Fairview Township is a township in Lyon County, Minnesota, United States. The population was 485 at the 2000 census.

==History==
Fairview Township was organized in 1873, and named for the scenic landscapes of the township.

==Geography==
According to the United States Census Bureau, the township has a total area of 33.2 sqmi, all land.

==Demographics==
As of the census of 2000, there were 485 people, 159 households, and 131 families residing in the township. The population density was 14.6 PD/sqmi. There were 162 housing units at an average density of 4.9 /sqmi. The racial makeup of the township was 99.59% White and 0.41% Asian. Hispanic or Latino of any race were 0.41% of the population.

There were 159 households, out of which 48.4% had children under the age of 18 living with them, 77.4% were married couples living together, 2.5% had a female householder with no husband present, and 17.6% were non-families. 15.1% of all households were made up of individuals, and 5.7% had someone living alone who was 65 years of age or older. The average household size was 3.05 and the average family size was 3.39.

In the township the population was spread out, with 32.2% under the age of 18, 8.2% from 18 to 24, 29.1% from 25 to 44, 22.1% from 45 to 64, and 8.5% who were 65 years of age or older. The median age was 35 years. For every 100 females, there were 103.8 males. For every 100 females age 18 and over, there were 105.6 males.

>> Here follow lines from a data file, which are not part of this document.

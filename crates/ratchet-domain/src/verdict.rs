//! Aggregation of peer-level decisions within a review round
//!
//! Assurance is a trust ratchet: a single rejection outweighs any number of
//! approvals, and among approvals the lowest score governs.

use crate::review::{Decision, Review, Score};
use serde::{Deserialize, Serialize};

/// Combined outcome of the peer and expert reviews in one round
#[derive(Debug, Clone, Copy, PartialEq, Eq, Serialize, Deserialize)]
#[serde(rename_all = "snake_case", tag = "verdict")]
pub enum Verdict {
    /// Reviews are still pending, or none has been decided
    Awaiting,
    /// Every review approved and the lowest score meets the threshold
    Approve {
        /// Lowest approval score in the round
        lowest: Score,
    },
    /// Every review approved but the lowest score is under the threshold
    BelowThreshold {
        /// Lowest approval score in the round
        lowest: Score,
    },
    /// At least one reviewer asked for remediation
    Conditional,
    /// At least one reviewer rejected the claim
    Reject,
}

/// Compute the verdict of a round
///
/// Only peer and expert reviews of `round` are considered. A rejection wins
/// immediately even while other reviews are pending; every other outcome
/// waits until the round has no pending peer-level review.
pub fn round_verdict<'a, I>(reviews: I, round: u32, threshold: Score) -> Verdict
where
    I: IntoIterator<Item = &'a Review>,
{
    let mut pending = false;
    let mut conditional = false;
    let mut lowest: Option<Score> = None;

    for review in reviews {
        if review.round != round || !review.kind.is_peer_level() || review.tombstoned {
            continue;
        }
        match review.decision {
            Decision::Rejected => return Verdict::Reject,
            Decision::Pending => pending = true,
            Decision::Conditional => conditional = true,
            Decision::Approved => {
                if let Some(score) = review.score {
                    lowest = Some(lowest.map_or(score, |l| l.min(score)));
                }
            }
        }
    }

    if pending {
        return Verdict::Awaiting;
    }
    if conditional {
        return Verdict::Conditional;
    }
    match lowest {
        Some(lowest) if lowest >= threshold => Verdict::Approve { lowest },
        Some(lowest) => Verdict::BelowThreshold { lowest },
        None => Verdict::Awaiting,
    }
}
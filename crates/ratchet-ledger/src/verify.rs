//! Chain verification
//!
//! Verification recomputes digests and reports the first divergence. It
//! never repairs anything: reconciliation is an administrative matter.

use crate::chain::{expected_digest, ChainDigest, ChainHead};
use crate::entry::LedgerEntry;
use crate::LedgerError;
use serde::Serialize;

/// How the chain diverged
#[derive(Debug, Clone, Copy, PartialEq, Eq, Serialize)]
#[serde(rename_all = "snake_case", tag = "kind")]
pub enum DivergenceKind {
    /// The stored digest differs from the recomputed one
    DigestMismatch {
        /// Digest recomputed from the predecessor
        expected: ChainDigest,
        /// Digest found in storage
        stored: ChainDigest,
    },
    /// An entry is missing or out of order
    SequenceGap {
        /// Sequence number that should have come next
        expected_seq: u64,
    },
}

/// First point where the chain stops reproducing
#[derive(Debug, Clone, Copy, PartialEq, Eq, Serialize)]
pub struct ChainDivergence {
    /// Sequence number of the offending entry
    pub seq: u64,
    /// What went wrong
    #[serde(flatten)]
    pub kind: DivergenceKind,
}

/// Result of verifying a range of the chain
#[derive(Debug, Clone, PartialEq, Eq, Serialize)]
pub struct ChainReport {
    /// First sequence number checked
    pub from_seq: u64,
    /// Last sequence number requested
    pub to_seq: u64,
    /// Number of entries whose digest reproduced
    pub verified: u64,
    /// First divergence, if any
    pub divergence: Option<ChainDivergence>,
}

impl ChainReport {
    /// Whether every entry in the range reproduced
    pub fn is_intact(&self) -> bool {
        self.divergence.is_none()
    }
}

/// Verify `entries` as the continuation of `anchor`
///
/// Entries must be in sequence order starting at `anchor.seq + 1`.
pub fn verify_entries<'a, I>(
    anchor: ChainHead,
    entries: I,
    to_seq: u64,
) -> Result<ChainReport, LedgerError>
where
    I: IntoIterator<Item = &'a LedgerEntry>,
{
    let from_seq = anchor.seq + 1;
    let mut head = anchor;
    let mut verified = 0;

    for entry in entries {
        let expected_seq = head.seq + 1;
        if entry.seq != expected_seq {
            return Ok(ChainReport {
                from_seq,
                to_seq,
                verified,
                divergence: Some(ChainDivergence {
                    seq: entry.seq,
                    kind: DivergenceKind::SequenceGap { expected_seq },
                }),
            });
        }

        let expected = expected_digest(&head.digest, entry)?;
        if expected != entry.digest {
            return Ok(ChainReport {
                from_seq,
                to_seq,
                verified,
                divergence: Some(ChainDivergence {
                    seq: entry.seq,
                    kind: DivergenceKind::DigestMismatch {
                        expected,
                        stored: entry.digest,
                    },
                }),
            });
        }

        head = ChainHead::at(entry);
        verified += 1;
    }

    // Entries missing from the tail of the requested range
    let divergence = if head.seq < to_seq {
        Some(ChainDivergence {
            seq: head.seq + 1,
            kind: DivergenceKind::SequenceGap { expected_seq: head.seq + 1 },
        })
    } else {
        None
    };

    Ok(ChainReport {
        from_seq,
        to_seq,
        verified,
        divergence,
    })
}
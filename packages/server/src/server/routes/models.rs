use axum::{extract::Extension, Json};
use keywords::BackendInfo;
use serde::Serialize;

use crate::server::app::AppState;

#[derive(Serialize)]
pub struct ModelsResponse {
    models: Vec<BackendInfo>,
}

/// Catalog of the distinct registered extraction backends.
pub async fn models_handler(Extension(state): Extension<AppState>) -> Json<ModelsResponse> {
    Json(ModelsResponse {
        models: state.registry.catalog(),
    })
}
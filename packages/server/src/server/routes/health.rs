use axum::{extract::Extension, Json};
use serde::Serialize;

use crate::server::app::AppState;

#[derive(Serialize)]
pub struct HealthResponse {
    status: String,
    message: String,
    models: Vec<&'static str>,
}

/// Health check endpoint
///
/// The extractor registry is built before the router, so a serving process
/// always has a ready gateway; the answer is static, idempotent, and has
/// no side effects.
pub async fn health_handler(Extension(state): Extension<AppState>) -> Json<HealthResponse> {
    let models = state
        .registry
        .methods()
        .iter()
        .map(|method| method.as_str())
        .collect();

    Json(HealthResponse {
        status: "healthy".to_string(),
        message: "Keyword Extraction API is running".to_string(),
        models,
    })
}
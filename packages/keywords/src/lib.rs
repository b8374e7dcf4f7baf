//! Keyword Extraction Gateway Library
//!
//! Wraps keyword-extraction capabilities behind a single async trait so the
//! API layer can dispatch by method name without knowing which backend does
//! the work. The actual extraction algorithms (YAKE, KeyBERT, RAKE) live
//! behind this boundary: a remote model service, an in-process statistical
//! scorer, or a test double all look the same to callers.
//!
//! # Usage
//!
//! ```rust,ignore
//! use std::sync::Arc;
//! use keywords::{ExtractOptions, ExtractorRegistry, Method, StatisticalExtractor};
//!
//! let registry = ExtractorRegistry::single_backend(Arc::new(StatisticalExtractor::new()));
//! let keywords = registry
//!     .extract(Method::Yake, "some text to analyze", &ExtractOptions::new(10))
//!     .await?;
//! ```
//!
//! # Modules
//!
//! - [`extractor`] - The [`KeywordExtractor`] trait
//! - [`registry`] - Method-to-backend dispatch table
//! - [`backends`] - Backend implementations (remote, statistical, mock)
//! - [`types`] - Shared data types
//! - [`error`] - Typed errors

pub mod backends;
pub mod error;
pub mod extractor;
pub mod registry;
pub mod types;

// Re-export core types at crate root
pub use backends::{MockExtractor, RecordedCall, RemoteExtractor, StatisticalExtractor};
pub use error::{ExtractionError, Result};
pub use extractor::KeywordExtractor;
pub use registry::ExtractorRegistry;
pub use types::{BackendInfo, ExtractOptions, Method, ScoredKeyword};
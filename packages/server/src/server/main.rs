// Main entry point for API server

use std::sync::Arc;

use anyhow::{Context, Result};
use keywords::{ExtractorRegistry, KeywordExtractor, RemoteExtractor, StatisticalExtractor};
use server_core::{server::build_app, Config};
use tracing_subscriber::{layer::SubscriberExt, util::SubscriberInitExt};

#[tokio::main]
async fn main() -> Result<()> {
    // Initialize logging
    tracing_subscriber::registry()
        .with(
            tracing_subscriber::EnvFilter::try_from_default_env()
                .unwrap_or_else(|_| "info,server_core=debug,keywords=debug".into()),
        )
        .with(tracing_subscriber::fmt::layer())
        .init();

    tracing::info!("Starting Keyword Extraction API");

    // Load configuration
    let config = Config::from_env().context("Failed to load configuration")?;
    tracing::info!("Configuration loaded");

    // Select the extraction gateway: remote service if configured,
    // in-process statistical backend otherwise
    let gateway: Arc<dyn KeywordExtractor> = match &config.extractor_url {
        Some(url) => {
            tracing::info!(url = %url, "Using remote extraction service");
            let mut remote = RemoteExtractor::new(url.clone());
            if let Some(key) = &config.extractor_api_key {
                remote = remote.with_api_key(key.clone());
            }
            Arc::new(remote)
        }
        None => {
            tracing::warn!("EXTRACTOR_URL not set, using in-process statistical backend");
            Arc::new(StatisticalExtractor::new())
        }
    };

    // One gateway serves every method until dedicated backends are wired in
    let registry = Arc::new(ExtractorRegistry::single_backend(gateway));

    // Build application
    let app = build_app(registry);

    // Start server
    let addr = format!("0.0.0.0:{}", config.port);
    tracing::info!("Starting server on {}", addr);
    tracing::info!("Health check: http://localhost:{}/api/health", config.port);

    let listener = tokio::net::TcpListener::bind(&addr)
        .await
        .context("Failed to bind to address")?;

    axum::serve(listener, app).await.context("Server error")?;

    Ok(())
}
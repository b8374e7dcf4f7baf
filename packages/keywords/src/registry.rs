//! Method-to-backend dispatch table.

use std::collections::HashSet;
use std::sync::Arc;

use indexmap::IndexMap;

use crate::error::{ExtractionError, Result};
use crate::extractor::KeywordExtractor;
use crate::types::{BackendInfo, ExtractOptions, Method, ScoredKeyword};

/// Maps each [`Method`] to the backend that serves it.
///
/// Backends may be shared between methods. [`ExtractorRegistry::backends`]
/// deduplicates by backend name so comparison runs and the catalog see each
/// underlying backend exactly once.
pub struct ExtractorRegistry {
    entries: IndexMap<Method, Arc<dyn KeywordExtractor>>,
}

impl ExtractorRegistry {
    /// Create an empty registry.
    pub fn new() -> Self {
        Self {
            entries: IndexMap::new(),
        }
    }

    /// Bind one gateway to every method.
    ///
    /// This is the production wiring when a single extraction backend
    /// serves all method names.
    pub fn single_backend(gateway: Arc<dyn KeywordExtractor>) -> Self {
        let mut registry = Self::new();
        for method in Method::ALL {
            registry.register(method, gateway.clone());
        }
        registry
    }

    /// Bind a backend to a method, replacing any previous binding.
    pub fn register(&mut self, method: Method, backend: Arc<dyn KeywordExtractor>) {
        self.entries.insert(method, backend);
    }

    /// Look up the backend bound to a method.
    pub fn get(&self, method: Method) -> Option<&Arc<dyn KeywordExtractor>> {
        self.entries.get(&method)
    }

    /// Dispatch an extraction call to the backend bound to `method`.
    pub async fn extract(
        &self,
        method: Method,
        text: &str,
        options: &ExtractOptions,
    ) -> Result<Vec<ScoredKeyword>> {
        let backend = self
            .entries
            .get(&method)
            .ok_or(ExtractionError::MethodNotRegistered(method))?;
        tracing::debug!(
            method = %method,
            backend = backend.name(),
            top_n = options.top_n,
            "dispatching extraction"
        );
        backend.extract(text, options).await
    }

    /// Distinct backends in registration order, deduplicated by name.
    pub fn backends(&self) -> Vec<Arc<dyn KeywordExtractor>> {
        let mut seen: HashSet<&str> = HashSet::new();
        let mut distinct = Vec::new();
        for backend in self.entries.values() {
            if seen.insert(backend.name()) {
                distinct.push(Arc::clone(backend));
            }
        }
        distinct
    }

    /// Catalog entries for the distinct registered backends.
    pub fn catalog(&self) -> Vec<BackendInfo> {
        self.backends().iter().map(|b| b.info()).collect()
    }

    /// Methods with a registered backend, in registration order.
    pub fn methods(&self) -> Vec<Method> {
        self.entries.keys().copied().collect()
    }
}

impl Default for ExtractorRegistry {
    fn default() -> Self {
        Self::new()
    }
}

The median income for a household in the township was $48,875, and the median income for a family was $51,563. Males had a median income of $36,458 versus $22,031 for females. The per capita income for the township was $21,641. None of the families and 2.2% of the population were living below the poverty line, including no under eighteens and 13.3% of those over 64.